The start of this year's powwow season got under way Friday as hundreds of Native American and indigenous dancers crowded onto the floor of University of New Mexico Arena, each one pounding their feet in rhythm to dozens of beating drums.
Donning traditional costumes of beads, bells, feathers, fringed leather and shells, they came from Canada, both coasts of the United States and everywhere in between.
"It's a wonderful spectacle to see," said Jason Whitehouse, a master of ceremonies for the 29th Annual Gathering of Nations.
Aside from the thousands of dancers and singers who participate in competitions, as many as 150,000 spectators were expected to pass through the doors during the three-day event. It wraps up late Saturday with award ceremonies and the crowning of Miss Indian World.
Organizers bill the Gathering of Nations as one of the world's largest powwows.
Caleen Sisk, tribal chief of Northern California's Winnemem Wintu Tribe, bought tickets for her family Friday. To her, the gathering is also about celebrating the differences among native people. More than 500 tribes are represented at this year's event.

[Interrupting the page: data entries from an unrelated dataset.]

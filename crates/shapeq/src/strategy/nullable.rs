//! `Option` comparer.

use std::marker::PhantomData;

use crate::context::EqualityContext;
use crate::hash::{fold_null, SEED};
use crate::registry::ComparerHandle;

use super::EqualityStrategy;

/// `None` equals only `None`. In a running hash `None` contributes the null
/// sentinel, so a composite whose fields are all `None` does not hash to the
/// seed.
pub struct OptionComparer<T: 'static, S = ComparerHandle<T>> {
    inner: S,
    _marker: PhantomData<fn(&T)>,
}

impl<T: 'static, S: EqualityStrategy<T>> OptionComparer<T, S> {
    pub fn new(inner: S) -> Self {
        Self {
            inner,
            _marker: PhantomData,
        }
    }
}

impl<T: 'static, S: EqualityStrategy<T>> EqualityStrategy<Option<T>> for OptionComparer<T, S> {
    #[inline]
    fn equals(&self, x: &Option<T>, y: &Option<T>, cx: &mut EqualityContext) -> bool {
        match (x, y) {
            (Some(x), Some(y)) => self.inner.equals(x, y, cx),
            (None, None) => true,
            _ => false,
        }
    }

    #[inline]
    fn hash(&self, x: &Option<T>, cx: &mut EqualityContext) -> u64 {
        match x {
            Some(x) => self.inner.hash(x, cx),
            None => fold_null(SEED),
        }
    }

    #[inline]
    fn fold_into(&self, hash: u64, x: &Option<T>, cx: &mut EqualityContext) -> u64 {
        match x {
            Some(x) => self.inner.fold_into(hash, x, cx),
            None => fold_null(hash),
        }
    }
}

#[cfg(test)]
mod tests {
    use super::*;
    use crate::hash::fold;
    use crate::strategy::ScalarComparer;

    fn comparer() -> OptionComparer<i32, ScalarComparer<i32>> {
        OptionComparer::new(ScalarComparer::new())
    }

    #[test]
    fn none_equals_only_none() {
        let cmp = comparer();
        let mut cx = EqualityContext::new();
        assert!(cmp.equals(&None, &None, &mut cx));
        assert!(!cmp.equals(&None, &Some(0), &mut cx));
        assert!(!cmp.equals(&Some(0), &None, &mut cx));
        assert!(cmp.equals(&Some(3), &Some(3), &mut cx));
    }

    #[test]
    fn none_folds_to_null_sentinel() {
        let cmp = comparer();
        let mut cx = EqualityContext::new();
        let running = fold(SEED, 17);
        assert_eq!(cmp.fold_into(running, &None, &mut cx), fold_null(running));
        assert_ne!(
            cmp.fold_into(running, &None, &mut cx),
            cmp.fold_into(running, &Some(0), &mut cx)
        );
    }
}
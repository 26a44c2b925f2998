//! Error: enum variant carrying data.
#![allow(dead_code)]

use shapeq::Structural;

#[derive(Structural, Clone, Copy)]
#[repr(u8)]
enum Shape {
    Circle(u8),
    Dot,
}

fn main() {}
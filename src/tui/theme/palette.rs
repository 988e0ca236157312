//! Color palette - Monochrome grayscale theme

use ratatui::style::Color;

/// Monochrome grayscale palette
#[derive(Debug, Clone, Copy)]
pub struct Palette {
    pub fg_primary: Color,
    pub fg_secondary: Color,
    pub fg_muted: Color,
    pub accent: Color,
    pub border: Color,
}

impl Palette {
    /// Monochrome palette - white for what matters, grays for the rest
    pub const MONO: Self = Self {
        fg_primary: Color::Rgb(255, 255, 255),   // #ffffff white
        fg_secondary: Color::Rgb(200, 200, 200), // #c8c8c8 light gray
        fg_muted: Color::Rgb(110, 110, 110),     // #6e6e6e gray, sung lines
        accent: Color::Rgb(255, 255, 255),       // #ffffff white
        border: Color::Rgb(64, 64, 64),          // #404040 dark gray
    };
}

impl Default for Palette {
    fn default() -> Self {
        Self::MONO
    }
}
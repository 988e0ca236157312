use crate::lyrics::{LyricLine, TrackQuery};

#[derive(Debug, Clone)]
pub enum Event {
    Input(InputEvent),
    Media(MediaEvent),
    Lyrics(LyricsEvent),
}

#[derive(Debug, Clone)]
pub enum InputEvent {
    Key(crossterm::event::KeyEvent),
    Resize,
}

#[derive(Debug, Clone, PartialEq, Eq)]
pub enum MediaEvent {
    TrackChanged(TrackQuery),
    Position { position_ms: u64 },
    /// The source has nothing more to say (player quit, script ended).
    Ended,
}

#[derive(Debug, Clone)]
pub enum LyricsEvent {
    /// Result of one fetch cycle; empty when no lyrics were found.
    Loaded { generation: u64, lines: Vec<LyricLine> },
}
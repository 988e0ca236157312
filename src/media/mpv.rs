use super::{MediaSource, Subscription};
use crate::app::events::{Event, MediaEvent};
use crate::lyrics::TrackQuery;
use anyhow::Context;
use serde_json::json;
use std::path::{Path, PathBuf};
use tokio::{
    io::{AsyncBufReadExt, AsyncWriteExt, BufReader},
    net::UnixStream,
    sync::mpsc,
};

/// Properties observed over IPC, keyed by observer id.
const OBSERVED: [(u64, &str); 3] = [(1, "media-title"), (2, "metadata"), (3, "time-pos")];

/// Follows a running mpv through its JSON IPC socket.
#[derive(Debug, Clone)]
pub struct MpvSource {
    socket_path: PathBuf,
}

impl MpvSource {
    pub fn new(socket_path: impl Into<PathBuf>) -> Self {
        Self {
            socket_path: socket_path.into(),
        }
    }
}

impl MediaSource for MpvSource {
    async fn subscribe(self, event_tx: mpsc::Sender<Event>) -> anyhow::Result<Subscription> {
        let stream = connect_with_retry(&self.socket_path).await?;
        let (reader, mut writer) = tokio::io::split(stream);

        for (id, name) in OBSERVED {
            let mut line = serde_json::to_vec(&json!({"command": ["observe_property", id, name]}))
                .context("encode mpv json")?;
            line.push(b'\n');
            writer.write_all(&line).await.context("write mpv ipc")?;
        }
        writer.flush().await.context("flush mpv ipc")?;
        tracing::info!(socket = %self.socket_path.display(), "following mpv");

        let task = tokio::spawn(async move {
            // Keep the write half alive for as long as we read.
            let _writer = writer;
            read_events_loop(reader, event_tx).await;
        });
        Ok(Subscription::new(task))
    }
}

async fn connect_with_retry(path: &Path) -> anyhow::Result<UnixStream> {
    let deadline = tokio::time::Instant::now() + std::time::Duration::from_secs(5);
    loop {
        match UnixStream::connect(path).await {
            Ok(s) => return Ok(s),
            Err(e) => {
                if tokio::time::Instant::now() > deadline {
                    return Err(e).with_context(|| format!("connect to mpv ipc {}", path.display()));
                }
                tokio::time::sleep(std::time::Duration::from_millis(50)).await;
            }
        }
    }
}

async fn read_events_loop(reader: tokio::io::ReadHalf<UnixStream>, event_tx: mpsc::Sender<Event>) {
    let mut tracker = TrackTracker::default();
    let mut lines = BufReader::new(reader).lines();
    while let Ok(Some(line)) = lines.next_line().await {
        let Ok(v) = serde_json::from_str::<serde_json::Value>(&line) else {
            tracing::debug!(%line, "ignoring non-json mpv line");
            continue;
        };
        if let Some(err) = v.get("error").and_then(|e| e.as_str())
            && err != "success"
        {
            tracing::warn!("mpv ipc error: {err}");
        }
        if let Some(me) = tracker.apply(&v)
            && event_tx.send(Event::Media(me)).await.is_err()
        {
            return;
        }
    }
    tracing::info!("mpv ipc closed");
    let _ = event_tx.send(Event::Media(MediaEvent::Ended)).await;
}

/// Folds mpv property changes into track-change and position events.
#[derive(Debug, Default)]
struct TrackTracker {
    media_title: Option<String>,
    metadata: Option<serde_json::Map<String, serde_json::Value>>,
    current: Option<TrackQuery>,
}

impl TrackTracker {
    fn apply(&mut self, v: &serde_json::Value) -> Option<MediaEvent> {
        if v.get("event")?.as_str()? != "property-change" {
            return None;
        }
        let data = v.get("data");
        match v.get("name")?.as_str()? {
            "time-pos" => {
                let secs = data?.as_f64()?;
                Some(MediaEvent::Position {
                    position_ms: (secs.max(0.0) * 1000.0) as u64,
                })
            }
            "media-title" => {
                self.media_title = data.and_then(|d| d.as_str()).map(str::to_string);
                self.track_change()
            }
            "metadata" => {
                self.metadata = data.and_then(|d| d.as_object()).cloned();
                self.track_change()
            }
            _ => None,
        }
    }

    fn track_change(&mut self) -> Option<MediaEvent> {
        // mpv reports metadata as unavailable between files and as an object
        // (possibly empty) once one is loaded. Until then the artist is unknown.
        self.metadata.as_ref()?;
        let query = self.query()?;
        if self.current.as_ref() == Some(&query) {
            return None;
        }
        self.current = Some(query.clone());
        Some(MediaEvent::TrackChanged(query))
    }

    fn query(&self) -> Option<TrackQuery> {
        let title = self
            .metadata_field("title")
            .or(self.media_title.as_deref())
            .map(str::trim)
            .filter(|t| !t.is_empty())?;
        let artist = self.metadata_field("artist").unwrap_or("").trim();
        Some(TrackQuery::new(title, artist))
    }

    /// mpv passes tags through as found in the file, so key case varies.
    fn metadata_field(&self, key: &str) -> Option<&str> {
        self.metadata
            .as_ref()?
            .iter()
            .find(|(k, _)| k.eq_ignore_ascii_case(key))
            .and_then(|(_, v)| v.as_str())
    }
}
//! QQ Music lyrics API client
//!
//! Two endpoints are used: a song search that resolves a `songmid`, and a
//! lyric query returning raw LRC text. Both reject requests that do not carry
//! a y.qq.com referer and a desktop browser user agent.

use super::fetcher::{FetchError, LyricSource};
use anyhow::Context;
use reqwest::header::{HeaderMap, HeaderValue, REFERER, USER_AGENT};
use serde::Deserialize;
use serde::de::DeserializeOwned;
use std::time::Duration;

#[derive(Debug, Deserialize)]
pub struct SearchResponse {
    #[serde(default)]
    pub code: i64,
    pub data: Option<SearchData>,
}

#[derive(Debug, Deserialize)]
pub struct SearchData {
    pub song: Option<SongList>,
}

#[derive(Debug, Deserialize)]
pub struct SongList {
    pub list: Option<Vec<Song>>,
}

#[derive(Debug, Clone, Deserialize)]
pub struct Song {
    #[allow(dead_code)]
    #[serde(rename = "songid", default)]
    pub song_id: i64,
    #[serde(rename = "songmid", default)]
    pub song_mid: String,
    #[serde(rename = "songname", default)]
    pub song_name: String,
    #[serde(rename = "singer", default)]
    pub singers: Vec<Singer>,
}

#[derive(Debug, Clone, Deserialize)]
pub struct Singer {
    #[serde(default)]
    pub name: String,
}

#[derive(Debug, Deserialize)]
pub struct LyricResponse {
    #[serde(default)]
    pub code: i64,
    pub lyric: Option<String>,
    /// Translated lyrics, when the service has them
    #[allow(dead_code)]
    pub trans: Option<String>,
}

impl SearchResponse {
    /// First candidate of a successful search, if any.
    pub fn first_song(&self) -> Option<&Song> {
        if self.code != 0 {
            return None;
        }
        self.data
            .as_ref()?
            .song
            .as_ref()?
            .list
            .as_ref()?
            .first()
    }
}

impl LyricResponse {
    /// Lyric text of a successful response, if non-empty.
    pub fn text(&self) -> Option<&str> {
        if self.code != 0 {
            return None;
        }
        self.lyric.as_deref().filter(|s| !s.is_empty())
    }
}

/// QQ Music API client
#[derive(Debug, Clone)]
pub struct QqMusicClient {
    http: reqwest::Client,
    base_url: String,
}

impl QqMusicClient {
    pub const DEFAULT_BASE_URL: &'static str = "https://c.y.qq.com";
    const REFERER: &'static str = "https://y.qq.com";
    const USER_AGENT: &'static str = "Mozilla/5.0 (Windows NT 10.0; Win64; x64) AppleWebKit/537.36";

    pub fn new(
        base_url: &str,
        connect_timeout: Duration,
        read_timeout: Duration,
    ) -> anyhow::Result<Self> {
        let http = Self::client_builder(connect_timeout, read_timeout)
            .build()
            .context("build reqwest client")?;
        Ok(Self::with_http(base_url, http))
    }

    pub fn from_config(cfg: &crate::config::LyricsConfig) -> anyhow::Result<Self> {
        Self::new(
            &cfg.base_url,
            Duration::from_secs(cfg.connect_timeout_secs),
            Duration::from_secs(cfg.read_timeout_secs),
        )
    }

    fn client_builder(connect_timeout: Duration, read_timeout: Duration) -> reqwest::ClientBuilder {
        let mut headers = HeaderMap::new();
        headers.insert(REFERER, HeaderValue::from_static(Self::REFERER));
        headers.insert(USER_AGENT, HeaderValue::from_static(Self::USER_AGENT));

        reqwest::Client::builder()
            .default_headers(headers)
            .connect_timeout(connect_timeout)
            .read_timeout(read_timeout)
    }

    fn with_http(base_url: &str, http: reqwest::Client) -> Self {
        Self {
            http,
            base_url: base_url.trim_end_matches('/').to_string(),
        }
    }

    pub fn search_url(&self, keyword: &str) -> String {
        format!(
            "{}/soso/fcgi-bin/client_search_cp?w={}&p=1&n=1&format=json",
            self.base_url,
            urlencoding::encode(keyword)
        )
    }

    pub fn lyric_url(&self, song_mid: &str) -> String {
        format!(
            "{}/lyric/fcgi-bin/fcg_query_lyric_new.fcg?songmid={}&format=json&nobase64=1",
            self.base_url,
            urlencoding::encode(song_mid)
        )
    }

    async fn get_json<T: DeserializeOwned>(&self, url: &str) -> Result<T, FetchError> {
        let body = self
            .http
            .get(url)
            .send()
            .await?
            .error_for_status()?
            .bytes()
            .await?;
        Ok(serde_json::from_slice(&body)?)
    }
}

impl LyricSource for QqMusicClient {
    async fn search(&self, keyword: &str) -> Result<SearchResponse, FetchError> {
        self.get_json(&self.search_url(keyword)).await
    }

    async fn lyric(&self, song_mid: &str) -> Result<LyricResponse, FetchError> {
        self.get_json(&self.lyric_url(song_mid)).await
    }
}
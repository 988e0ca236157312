#[derive(Debug, Clone, Copy, PartialEq, Eq)]
pub enum Action {
    Quit,
    /// Run a fresh fetch cycle for the current track.
    Refetch,
    Resize,
}
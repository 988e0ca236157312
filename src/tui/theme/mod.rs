//! Theme configuration - Monochrome grayscale

pub mod palette;

pub use palette::Palette;
use ratatui::symbols::border;

/// Active theme configuration
#[derive(Debug, Clone)]
pub struct Theme {
    pub palette: Palette,
}

impl Theme {
    pub fn new() -> Self {
        Self {
            palette: Palette::MONO,
        }
    }

    /// Rounded corners everywhere
    pub fn border_set(&self) -> border::Set<'static> {
        border::ROUNDED
    }
}

impl Default for Theme {
    fn default() -> Self {
        Self::new()
    }
}

/// Get the theme (always Mono)
pub fn get_theme() -> Theme {
    Theme::new()
}
//! Root layout widget - orchestrates main layout structure

use crate::app::state::AppState;
use crate::config::Config;
use crate::tui::theme::get_theme;
use ratatui::{
    layout::{Constraint, Direction, Layout},
    style::Style,
    text::{Line, Span},
    widgets::Paragraph,
    Frame,
};

use super::{lyrics, now_playing, truncate_str};

/// Main layout structure:
/// ┌────────────────────────────────────┐
/// │ Now Playing                        │
/// ├────────────────────────────────────┤
/// │                                    │
/// │              Lyrics                │
/// │                                    │
/// └────────────────────────────────────┘
///  q quit  r refetch            status
pub fn render(frame: &mut Frame, cfg: &Config, state: &AppState) {
    let root = frame.area();

    let rows = Layout::default()
        .direction(Direction::Vertical)
        .constraints([
            Constraint::Length(5), // Now playing
            Constraint::Min(3),    // Lyrics
            Constraint::Length(1), // Key hints + status
        ])
        .split(root);

    now_playing::render(frame, state, rows[0]);
    lyrics::render(frame, cfg, state, rows[1]);
    render_footer(frame, state, rows[2]);
}

fn render_footer(frame: &mut Frame, state: &AppState, area: ratatui::layout::Rect) {
    let theme = get_theme();
    let hints = " q quit  r refetch  ";
    let width = (area.width as usize).saturating_sub(hints.len());
    let line = Line::from(vec![
        Span::styled(hints, Style::default().fg(theme.palette.fg_muted)),
        Span::styled(
            truncate_str(&state.status, width),
            Style::default().fg(theme.palette.fg_secondary),
        ),
    ]);
    frame.render_widget(Paragraph::new(line), area);
}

"It's one of the things I think that's missing in the whole country. People don't realize we're still here," she said. "We're still living and we're still practicing our traditional ways."
At the bottom of the arena, better known as The Pit, the air was thin, the floor was packed and the jingling of bells was almost deafening as the dancers came together for the opening ceremony and the first of four grand entries.
The vibrations carried up the bleachers as spectators lifted up their cameras and smartphones to catch some of the action.
Whitehouse said Gathering of Nations is still much like it was when it first started more than two decades ago _ a chance for younger generations to meet with elders, hear their stories and talk about how things have changed and the progress made by native people.
"It's the perfect example of how we pass down our history," he said.